* **ABOUT THIS TASK**: All of the data that follows should be output again without any alteration.

(Stored data entries)
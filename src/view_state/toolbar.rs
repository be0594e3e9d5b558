//! Toolbar control surface.
//!
//! The toolbar holds no authoritative state. [`ToolbarModel`] is a snapshot of
//! what each control should show, derived from the table state plus the search
//! text that is still waiting on its debounce.

use super::export::ExportFormat;
use crate::model::filters::STATUS;
use crate::model::row::display_value;
use crate::model::{Column, ColumnKey, TableRow};
use crate::state::table_state::TableState;
use std::collections::HashMap;

/// Which toolbar controls are shown.
#[derive(Debug, Clone, Copy, PartialEq, Eq)]
pub struct ToolbarFlags {
    /// Search box.
    pub show_search: bool,
    /// Status dropdown.
    pub show_status_filter: bool,
    /// Column visibility menu.
    pub show_column_settings: bool,
    /// Export menu.
    pub show_export: bool,
}

impl Default for ToolbarFlags {
    fn default() -> Self {
        Self {
            show_search: true,
            show_status_filter: true,
            show_column_settings: true,
            show_export: true,
        }
    }
}

/// One entry of the column visibility menu.
#[derive(Debug, Clone, PartialEq, Eq)]
pub struct ColumnMenuItem {
    /// Column key.
    pub key: ColumnKey,
    /// Display label.
    pub header: String,
    /// Whether the column is currently shown.
    pub visible: bool,
}

/// What the toolbar renders.
#[derive(Debug, Clone, PartialEq)]
pub struct ToolbarModel {
    /// Text in the search box, committed or not.
    pub search_text: String,
    /// True while typed search text has not been committed yet.
    pub search_pending: bool,
    /// Selected status, if any.
    pub status: Option<String>,
    /// Status choices.
    pub status_options: Vec<String>,
    /// Advanced filters as `(name, value)` pairs.
    pub advanced: Vec<(String, String)>,
    /// Number of active filters of any kind.
    pub active_filter_count: usize,
    /// Column visibility menu, in column order.
    pub column_menu: Vec<ColumnMenuItem>,
    /// Available export formats.
    pub export_formats: Vec<ExportFormat>,
    /// Number of selected rows.
    pub selected_count: usize,
    /// Control visibility.
    pub flags: ToolbarFlags,
}

impl ToolbarModel {
    /// Build the snapshot.
    ///
    /// `pending_search` is the debouncer's uncommitted text, if any.
    pub fn build(
        schema: &[Column],
        state: &TableState,
        status_options: Vec<String>,
        pending_search: Option<&str>,
        flags: ToolbarFlags,
    ) -> Self {
        let filters = state.filters();
        let committed = filters.search().unwrap_or_default();
        let search_text = pending_search.unwrap_or(committed).to_string();

        Self {
            search_pending: pending_search.is_some_and(|p| p != committed),
            search_text,
            status: filters.status().map(str::to_string),
            status_options,
            advanced: filters
                .advanced()
                .map(|(name, value)| (name.to_string(), value.to_string()))
                .collect(),
            active_filter_count: filters.len(),
            column_menu: column_menu(schema, state),
            export_formats: vec![ExportFormat::Csv, ExportFormat::Json],
            selected_count: state.selected_rows().len(),
            flags,
        }
    }
}

/// Column visibility menu entries in the current column order.
pub fn column_menu(schema: &[Column], state: &TableState) -> Vec<ColumnMenuItem> {
    let headers: HashMap<&ColumnKey, &str> = schema.iter().map(|c| (c.key(), c.header())).collect();
    state
        .column_order()
        .iter()
        .map(|key| ColumnMenuItem {
            key: key.clone(),
            header: headers.get(key).copied().unwrap_or(key.as_str()).to_string(),
            visible: state.is_visible(key),
        })
        .collect()
}

/// Distinct non-empty `status` values, sorted case-insensitively.
///
/// Values differing only by case collapse to the first spelling seen.
pub fn status_options<R: TableRow>(rows: &[R]) -> Vec<String> {
    let Ok(key) = ColumnKey::new(STATUS) else {
        return Vec::new();
    };
    let mut seen: HashMap<String, String> = HashMap::new();
    for row in rows {
        let text = display_value(&row.value(&key));
        let trimmed = text.trim();
        if !trimmed.is_empty() {
            seen.entry(trimmed.to_lowercase())
                .or_insert_with(|| trimmed.to_string());
        }
    }
    let mut options: Vec<(String, String)> = seen.into_iter().collect();
    options.sort();
    options.into_iter().map(|(_, spelling)| spelling).collect()
}

/// Next status in the dropdown cycle: none, each option in turn, none again.
pub fn next_status(options: &[String], current: Option<&str>) -> Option<String> {
    let position = current.and_then(|c| options.iter().position(|o| o.eq_ignore_ascii_case(c)));
    match position {
        None if current.is_none() => options.first().cloned(),
        None => None,
        Some(i) => options.get(i + 1).cloned(),
    }
}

* **OUTPUT OF THE EXERCISE**:
filename src/view_state/toolbar.rs
repository be0594e3e9d5b558
//! Toolbar control surface.
//!
//! The toolbar holds no authoritative state. [`ToolbarModel`] is a snapshot of
//! what each control should show, derived from the table state plus the search
//! text that is still waiting on its debounce.

use super::export::ExportFormat;
use crate::model::filters::STATUS;
use crate::model::row::display_value;
use crate::model::{Column, ColumnKey, TableRow};
use crate::state::table_state::TableState;
use std::collections::HashMap;

/// Which toolbar controls are shown.
#[derive(Debug, Clone, Copy, PartialEq, Eq)]
pub struct ToolbarFlags {
    /// Search box.
    pub show_search: bool,
    /// Status dropdown.
    pub show_status_filter: bool,
    /// Column visibility menu.
    pub show_column_settings: bool,
    /// Export menu.
    pub show_export: bool,
}

impl Default for ToolbarFlags {
    fn default() -> Self {
        Self {
            show_search: true,
            show_status_filter: true,
            show_column_settings: true,
            show_export: true,
        }
    }
}

/// One entry of the column visibility menu.
#[derive(Debug, Clone, PartialEq, Eq)]
pub struct ColumnMenuItem {
    /// Column key.
    pub key: ColumnKey,
    /// Display label.
    pub header: String,
    /// Whether the column is currently shown.
    pub visible: bool,
}

/// What the toolbar renders.
#[derive(Debug, Clone, PartialEq)]
pub struct ToolbarModel {
    /// Text in the search box, committed or not.
    pub search_text: String,
    /// True while typed search text has not been committed yet.
    pub search_pending: bool,
    /// Selected status, if any.
    pub status: Option<String>,
    /// Status choices.
    pub status_options: Vec<String>,
    /// Advanced filters as `(name, value)` pairs.
    pub advanced: Vec<(String, String)>,
    /// Number of active filters of any kind.
    pub active_filter_count: usize,
    /// Column visibility menu, in column order.
    pub column_menu: Vec<ColumnMenuItem>,
    /// Available export formats.
    pub export_formats: Vec<ExportFormat>,
    /// Number of selected rows.
    pub selected_count: usize,
    /// Control visibility.
    pub flags: ToolbarFlags,
}

impl ToolbarModel {
    /// Build the snapshot.
    ///
    /// `pending_search` is the debouncer's uncommitted text, if any.
    pub fn build(
        schema: &[Column],
        state: &TableState,
        status_options: Vec<String>,
        pending_search: Option<&str>,
        flags: ToolbarFlags,
    ) -> Self {
        let filters = state.filters();
        let committed = filters.search().unwrap_or_default();
        let search_text = pending_search.unwrap_or(committed).to_string();

        Self {
            search_pending: pending_search.is_some_and(|p| p != committed),
            search_text,
            status: filters.status().map(str::to_string),
            status_options,
            advanced: filters
                .advanced()
                .map(|(name, value)| (name.to_string(), value.to_string()))
                .collect(),
            active_filter_count: filters.len(),
            column_menu: column_menu(schema, state),
            export_formats: vec![ExportFormat::Csv, ExportFormat::Json],
            selected_count: state.selected_rows().len(),
            flags,
        }
    }
}

/// Column visibility menu entries in the current column order.
pub fn column_menu(schema: &[Column], state: &TableState) -> Vec<ColumnMenuItem> {
    let headers: HashMap<&ColumnKey, &str> = schema.iter().map(|c| (c.key(), c.header())).collect();
    state
        .column_order()
        .iter()
        .map(|key| ColumnMenuItem {
            key: key.clone(),
            header: headers.get(key).copied().unwrap_or(key.as_str()).to_string(),
            visible: state.is_visible(key),
        })
        .collect()
}

/// Distinct non-empty `status` values, sorted case-insensitively.
///
/// Values differing only by case collapse to the first spelling seen.
pub fn status_options<R: TableRow>(rows: &[R]) -> Vec<String> {
    let Ok(key) = ColumnKey::new(STATUS) else {
        return Vec::new();
    };
    let mut seen: HashMap<String, String> = HashMap::new();
    for row in rows {
        let text = display_value(&row.value(&key));
        let trimmed = text.trim();
        if !trimmed.is_empty() {
            seen.entry(trimmed.to_lowercase())
                .or_insert_with(|| trimmed.to_string());
        }
    }
    let mut options: Vec<(String, String)> = seen.into_iter().collect();
    options.sort();
    options.into_iter().map(|(_, spelling)| spelling).collect()
}

/// Next status in the dropdown cycle: none, each option in turn, none again.
pub fn next_status(options: &[String], current: Option<&str>) -> Option<String> {
    let position = current.and_then(|c| options.iter().position(|o| o.eq_ignore_ascii_case(c)));
    match position {
        None if current.is_none() => options.first().cloned(),
        None => None,
        Some(i) => options.get(i + 1).cloned(),
    }
}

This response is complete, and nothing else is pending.